Chip maker AMD is rumoured to be having a few problems with its 28nm Accelerated Processing Unit (APU) products - to the point where it has been forced to cancel production at GlobalFoundries in favour of a fresh start with TSMC.
A report over on ExtremeTech (opens in new tab) - as yet unsubstantiated by AMD, which as per usual "does not comment on rumour or speculation" - points the finger at manufacturing difficulties, which are said to have killed off the planned Krishna and Wichita Brazos-based APU chips.
If true, it's a massive blow for GlobalFoundries: the company was once AMD's own fabrication division, before being spun out into a distinct company as AMD chose to go fabless to help reduce internal costs. To be shunned by its own parent will be a crushing blow in an extremely competitive market.

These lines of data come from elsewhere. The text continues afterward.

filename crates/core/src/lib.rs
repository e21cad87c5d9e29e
#![forbid(unsafe_code)]

pub mod model;
pub mod time;

pub use time::Clock;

AMD doesn't come out unscathed, either: scrapping the existing 28nm parts - as it must, if it wants to switch to TSMC, which uses gate-last manufacturing rather than the gate-first method favoured by GlobalFoundries - will mean a big delay, giving Intel time to further entrench itself in AMD's target markets.
With AMD's latest Bulldozer-based server chips receiving lukewarm reviews, and Intel attacking it with increasing quantities of cheap low-end chips and premium high-performance products, things aren't looking great for the underdog.
AMD refused to comment on the rumour, while both GlobalFoundries and TSMC have yet to respond to our request for comment on the matter.